§ **WHAT IS EXPECTED**
Starting with the line that contains "let response = client", set down each line through the end of the entries below, exactly and with nothing added.

Stored data:

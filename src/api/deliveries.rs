use crate::{
    api::{ApiClient, read_json, unreachable},
    app_error::AppError,
    models::Delivery,
};

pub async fn list_deliveries(client: &ApiClient) -> Result<Vec<Delivery>, AppError> {
    let response = client
        .http()
        .get(client.endpoint("/deliveries"))
        .send()
        .await
        .map_err(unreachable)?;

    read_json(response).await
}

§ **EXERCISE OUTPUT**
    let response = client
        .http()
        .get(client.endpoint("/deliveries"))
        .send()
        .await
        .map_err(unreachable)?;

    read_json(response).await
}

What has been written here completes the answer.